Rational Design and Modification of NphB for Cannabinoids Biosynthesis
Wenhao Xia,
Shimeng Liu,
Huanyu Chu,
Xianqing Chen,
Lihui Huang,
Tao Bai,
Xi Jiao,
Wen Wang,
Huifeng Jiang,
Xiao Wang
Affiliations
Wenhao Xia
New Cornerstone Science Laboratory, Shaanxi Key Laboratory of Qinling Ecological Intelligent Monitoring and Protection, School of Ecology and Environment, Northwestern Polytechnical University, Xi’an 710072, China
Shimeng Liu
Jiaxing Synbiolab Technology Co., Ltd., Jiaxing 314000, China
Huanyu Chu
Key Laboratory of Systems Microbial Biotechnology, Tianjin Institute of Industrial Biotechnology, Chinese Academy of Sciences, Tianjin 300308, China
Xianqing Chen
New Cornerstone Science Laboratory, Shaanxi Key Laboratory of Qinling Ecological Intelligent Monitoring and Protection, School of Ecology and Environment, Northwestern Polytechnical University, Xi’an 710072, China
Lihui Huang
Jiaxing Synbiolab Technology Co., Ltd., Jiaxing 314000, China
Tao Bai
Jiaxing Synbiolab Technology Co., Ltd., Jiaxing 314000, China
Xi Jiao
Jiaxing Synbiolab Technology Co., Ltd., Jiaxing 314000, China
Wen Wang
New Cornerstone Science Laboratory, Shaanxi Key Laboratory of Qinling Ecological Intelligent Monitoring and Protection, School of Ecology and Environment, Northwestern Polytechnical University, Xi’an 710072, China
Huifeng Jiang
Key Laboratory of Systems Microbial Biotechnology, Tianjin Institute of Industrial Biotechnology, Chinese Academy of Sciences, Tianjin 300308, China
Xiao Wang
Jiaxing Synbiolab Technology Co., Ltd., Jiaxing 314000, China
The rapidly growing field of cannabinoid research is gaining recognition for its impact in neuropsychopharmacology and mood regulation.
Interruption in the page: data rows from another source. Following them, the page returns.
//! Auth provider configuration.
//!
//! Configuration is captured once at construction and validated eagerly:
//! a provider cannot be built from a config missing its client identity or
//! scopes. Runtime tunables (thresholds, jitter, retry interval) live here
//! too, so nothing reads the environment after construction.

use std::env;
use std::path::PathBuf;
use std::time::Duration;

use url::Url;

use crate::error::{AuthError, AuthResult};
use crate::storage::FileCredentialStore;
use crate::window::{DEFAULT_REFRESH_JITTER_MS, DEFAULT_REFRESH_THRESHOLD_MS};

/// OAuth 2.0 client identity.
#[derive(Debug, Clone)]
pub struct ClientCredentials {
    /// The OAuth 2.0 client ID from the provider's developer console.
    pub client_id: String,
    /// The OAuth 2.0 client secret.
    pub client_secret: String,
}

impl ClientCredentials {
    /// Creates new client credentials.
    pub fn new(client_id: impl Into<String>, client_secret: impl Into<String>) -> Self {
        Self {
            client_id: client_id.into(),
            client_secret: client_secret.into(),
        }
    }

    /// Validates that both parts are present.
    pub fn validate(&self) -> Result<(), &'static str> {
        if self.client_id.is_empty() {
            return Err("client_id is required");
        }
        if self.client_secret.is_empty() {
            return Err("client_secret is required");
        }
        Ok(())
    }
}

/// Configuration for the OAuth2 auth provider.
#[derive(Debug, Clone)]
pub struct AuthConfig {
    /// Client name for multi-account support. Defaults to `"default"`.
    pub client_name: String,

    /// OAuth client identity.
    pub credentials: ClientCredentials,

    /// Authorization endpoint URL.
    pub authorize_url: String,

    /// Token endpoint URL.
    pub token_url: String,

    /// Base URL of the wrapped API.
    pub api_base_url: String,

    /// Redirect URI the local callback listener serves.
    ///
    /// Must be an `http` loopback URL with an explicit port and path. A
    /// port of `0` binds an ephemeral port, substituted into the URI when
    /// the flow starts.
    pub redirect_uri: String,

    /// OAuth scopes to request.
    pub scopes: Vec<String>,

    /// Whether to refresh proactively before expiry.
    pub proactive_refresh: bool,

    /// How long before expiry a refresh becomes due (ms).
    pub refresh_threshold_ms: i64,

    /// Jitter half-width applied to the threshold (ms).
    pub refresh_jitter_ms: i64,

    /// Minimum interval between proactive refresh attempts.
    pub min_refresh_interval: Duration,

    /// How long the interactive flow waits for the callback.
    pub callback_timeout: Duration,

    /// Timeout for token endpoint and API requests.
    pub http_timeout: Duration,

    /// Path where the file-backed store keeps tokens.
    pub token_path: PathBuf,

    /// User agent string for HTTP requests.
    pub user_agent: String,
}

impl AuthConfig {
    /// Default authorization endpoint.
    pub const DEFAULT_AUTHORIZE_URL: &'static str = "https://airtable.com/oauth2/v1/authorize";

    /// Default token endpoint.
    pub const DEFAULT_TOKEN_URL: &'static str = "https://airtable.com/oauth2/v1/token";

    /// Default API base URL.
    pub const DEFAULT_API_BASE_URL: &'static str = "https://api.airtable.com/v0";

    /// Default redirect URI for the loopback listener.
    pub const DEFAULT_REDIRECT_URI: &'static str = "http://127.0.0.1:8763/oauth/callback";

    /// Default scopes: record read/write plus base schema.
    pub const DEFAULT_SCOPES: [&'static str; 3] = [
        "data.records:read",
        "data.records:write",
        "schema.bases:read",
    ];

    /// Default timeout in seconds for HTTP requests.
    pub const DEFAULT_HTTP_TIMEOUT_SECS: u64 = 30;

    /// Default callback wait in seconds.
    pub const DEFAULT_CALLBACK_TIMEOUT_SECS: u64 = 300;

    /// Default minimum interval between proactive refresh attempts.
    pub const DEFAULT_MIN_REFRESH_INTERVAL_SECS: u64 = 30;

    /// Creates a configuration with defaults for the given credentials.
    pub fn new(credentials: ClientCredentials) -> Self {
        Self {
            client_name: "default".to_string(),
            credentials,
            authorize_url: Self::DEFAULT_AUTHORIZE_URL.to_string(),
            token_url: Self::DEFAULT_TOKEN_URL.to_string(),
            api_base_url: Self::DEFAULT_API_BASE_URL.to_string(),
            redirect_uri: Self::DEFAULT_REDIRECT_URI.to_string(),
            scopes: Self::DEFAULT_SCOPES.iter().map(|s| s.to_string()).collect(),
            proactive_refresh: true,
            refresh_threshold_ms: DEFAULT_REFRESH_THRESHOLD_MS,
            refresh_jitter_ms: DEFAULT_REFRESH_JITTER_MS,
            min_refresh_interval: Duration::from_secs(Self::DEFAULT_MIN_REFRESH_INTERVAL_SECS),
            callback_timeout: Duration::from_secs(Self::DEFAULT_CALLBACK_TIMEOUT_SECS),
            http_timeout: Duration::from_secs(Self::DEFAULT_HTTP_TIMEOUT_SECS),
            token_path: FileCredentialStore::default_path("default"),
            user_agent: format!("tablelink/{}", env!("CARGO_PKG_VERSION")),
        }
    }

    /// Builds a configuration from `TABLELINK_*` environment variables.
    ///
    /// `TABLELINK_CLIENT_ID` and `TABLELINK_CLIENT_SECRET` are required;
    /// everything else falls back to defaults. The environment is read once
    /// here; nothing re-reads it later.
    ///
    /// # Errors
    ///
    /// Returns a `Configuration` error for missing required variables or
    /// unparseable numeric/boolean values.
    pub fn from_env() -> AuthResult<Self> {
        let client_id = env::var("TABLELINK_CLIENT_ID").map_err(|_| {
            AuthError::configuration("TABLELINK_CLIENT_ID is not set")
        })?;
        let client_secret = env::var("TABLELINK_CLIENT_SECRET").map_err(|_| {
            AuthError::configuration("TABLELINK_CLIENT_SECRET is not set")
        })?;

        let mut config = Self::new(ClientCredentials::new(client_id, client_secret));

        if let Ok(name) = env::var("TABLELINK_CLIENT_NAME") {
            config = config.with_client_name(name);
        }
        if let Ok(uri) = env::var("TABLELINK_REDIRECT_URI") {
            config.redirect_uri = uri;
        }
        if let Ok(scopes) = env::var("TABLELINK_SCOPES") {
            config.scopes = scopes.split_whitespace().map(str::to_string).collect();
        }
        if let Ok(value) = env::var("TABLELINK_PROACTIVE_REFRESH") {
            config.proactive_refresh = parse_env_bool("TABLELINK_PROACTIVE_REFRESH", &value)?;
        }
        if let Ok(value) = env::var("TABLELINK_REFRESH_THRESHOLD_MS") {
            config.refresh_threshold_ms =
                parse_env_i64("TABLELINK_REFRESH_THRESHOLD_MS", &value)?;
        }
        if let Ok(value) = env::var("TABLELINK_REFRESH_JITTER_MS") {
            config.refresh_jitter_ms = parse_env_i64("TABLELINK_REFRESH_JITTER_MS", &value)?;
        }
        if let Ok(value) = env::var("TABLELINK_MIN_REFRESH_INTERVAL_MS") {
            let ms = parse_env_i64("TABLELINK_MIN_REFRESH_INTERVAL_MS", &value)?;
            config.min_refresh_interval = Duration::from_millis(ms.max(0) as u64);
        }
        if let Ok(path) = env::var("TABLELINK_TOKEN_PATH") {
            config.token_path = PathBuf::from(path);
        }

        Ok(config)
    }

    /// Sets the client name, moving the default token path along with it.
    pub fn with_client_name(mut self, name: impl Into<String>) -> Self {
        let name = name.into();
        if self.token_path == FileCredentialStore::default_path(&self.client_name) {
            self.token_path = FileCredentialStore::default_path(&name);
        }
        self.client_name = name;
        self
    }

    /// Returns the provider name for this client (e.g. `"oauth2:work"`).
    pub fn provider_name(&self) -> String {
        format!("oauth2:{}", self.client_name)
    }

    /// Sets the redirect URI.
    pub fn with_redirect_uri(mut self, uri: impl Into<String>) -> Self {
        self.redirect_uri = uri.into();
        self
    }

    /// Sets the OAuth scopes.
    pub fn with_scopes(mut self, scopes: Vec<String>) -> Self {
        self.scopes = scopes;
        self
    }

    /// Enables or disables proactive refresh.
    pub fn with_proactive_refresh(mut self, enabled: bool) -> Self {
        self.proactive_refresh = enabled;
        self
    }

    /// Sets the refresh threshold in milliseconds.
    pub fn with_refresh_threshold_ms(mut self, threshold_ms: i64) -> Self {
        self.refresh_threshold_ms = threshold_ms;
        self
    }

    /// Sets the refresh jitter half-width in milliseconds.
    pub fn with_refresh_jitter_ms(mut self, jitter_ms: i64) -> Self {
        self.refresh_jitter_ms = jitter_ms;
        self
    }

    /// Sets the minimum interval between proactive refresh attempts.
    pub fn with_min_refresh_interval(mut self, interval: Duration) -> Self {
        self.min_refresh_interval = interval;
        self
    }

    /// Sets the callback wait timeout.
    pub fn with_callback_timeout(mut self, timeout: Duration) -> Self {
        self.callback_timeout = timeout;
        self
    }

    /// Sets the HTTP request timeout.
    pub fn with_http_timeout(mut self, timeout: Duration) -> Self {
        self.http_timeout = timeout;
        self
    }

    /// Sets the authorization and token endpoint URLs.
    pub fn with_endpoints(
        mut self,
        authorize_url: impl Into<String>,
        token_url: impl Into<String>,
    ) -> Self {
        self.authorize_url = authorize_url.into();
        self.token_url = token_url.into();
        self
    }

    /// Sets the API base URL.
    pub fn with_api_base_url(mut self, url: impl Into<String>) -> Self {
        self.api_base_url = url.into();
        self
    }

    /// Sets the token storage path.
    pub fn with_token_path(mut self, path: impl Into<PathBuf>) -> Self {
        self.token_path = path.into();
        self
    }

    /// Returns the port of the redirect URI.
    pub fn redirect_port(&self) -> AuthResult<u16> {
        let url = self.parse_redirect_uri()?;
        url.port().ok_or_else(|| {
            AuthError::configuration("redirect_uri must carry an explicit port")
        })
    }

    /// Returns the path of the redirect URI.
    pub fn redirect_path(&self) -> AuthResult<String> {
        Ok(self.parse_redirect_uri()?.path().to_string())
    }

    fn parse_redirect_uri(&self) -> AuthResult<Url> {
        Url::parse(&self.redirect_uri).map_err(|e| {
            AuthError::configuration(format!("invalid redirect_uri: {e}"))
        })
    }

    /// Validates the configuration.
    ///
    /// Called by the provider constructor; a provider is never built from
    /// an invalid configuration.
    pub fn validate(&self) -> AuthResult<()> {
        self.credentials
            .validate()
            .map_err(|e| AuthError::configuration(format!("invalid credentials: {e}")))?;

        if self.scopes.is_empty() {
            return Err(AuthError::configuration(
                "at least one OAuth scope is required",
            ));
        }

        let url = self.parse_redirect_uri()?;
        if url.scheme() != "http" {
            return Err(AuthError::configuration(
                "redirect_uri must be an http loopback URL",
            ));
        }
        if url.port().is_none() {
            return Err(AuthError::configuration(
                "redirect_uri must carry an explicit port",
            ));
        }
        if url.path() == "/" || url.path().is_empty() {
            return Err(AuthError::configuration(
                "redirect_uri must carry a callback path",
            ));
        }

        if self.refresh_threshold_ms < 0 {
            return Err(AuthError::configuration(
                "refresh_threshold_ms must be non-negative",
            ));
        }
        if self.refresh_jitter_ms < 0 {
            return Err(AuthError::configuration(
                "refresh_jitter_ms must be non-negative",
            ));
        }

        Ok(())
    }
}

fn parse_env_bool(name: &str, value: &str) -> AuthResult<bool> {
    match value.to_ascii_lowercase().as_str() {
        "1" | "true" | "yes" | "on" => Ok(true),
        "0" | "false" | "no" | "off" => Ok(false),
        _ => Err(AuthError::configuration(format!(
            "{name} must be a boolean, got {value:?}"
        ))),
    }
}

fn parse_env_i64(name: &str, value: &str) -> AuthResult<i64> {
    value.parse().map_err(|_| {
        AuthError::configuration(format!("{name} must be an integer, got {value:?}"))
    })
}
However, prenyltransferase (NphB) (a key enzyme in cannabinoid precursor synthesis) still needs significant improvement in order to be usable in large-scale industrial applications due to low activity and limited product range. By rational design and high-throughput screening, NphB’s catalytic efficiency and product diversity have been markedly enhanced, enabling direct production of a range of cannabinoids, without the need for traditional enzymatic conversions, thus broadening the production scope of cannabinoids, including cannabigerol (CBG), cannabigerolic acid (CBGA), cannabigerovarin (CBGV), and cannabigerovarinic acid (CBGVA). Notably, the W3 mutant achieved a 10.6-fold increase in CBG yield and exhibited a 10.3- and 20.8-fold enhancement in catalytic efficiency for CBGA and CBGV production, respectively. The W4 mutant also displayed an 9.3-fold increase in CBGVA activity. Molecular dynamics simulations revealed that strategic reconfiguration of the active site’s hydrogen bonding network, disulfide bond formation, and enhanced hydrophobic interactions are pivotal for the improved synthetic efficiency of these NphB mutants. Our findings advance the understanding of enzyme optimization for cannabinoid synthesis and lay a foundation for the industrial-scale production of these valuable compounds.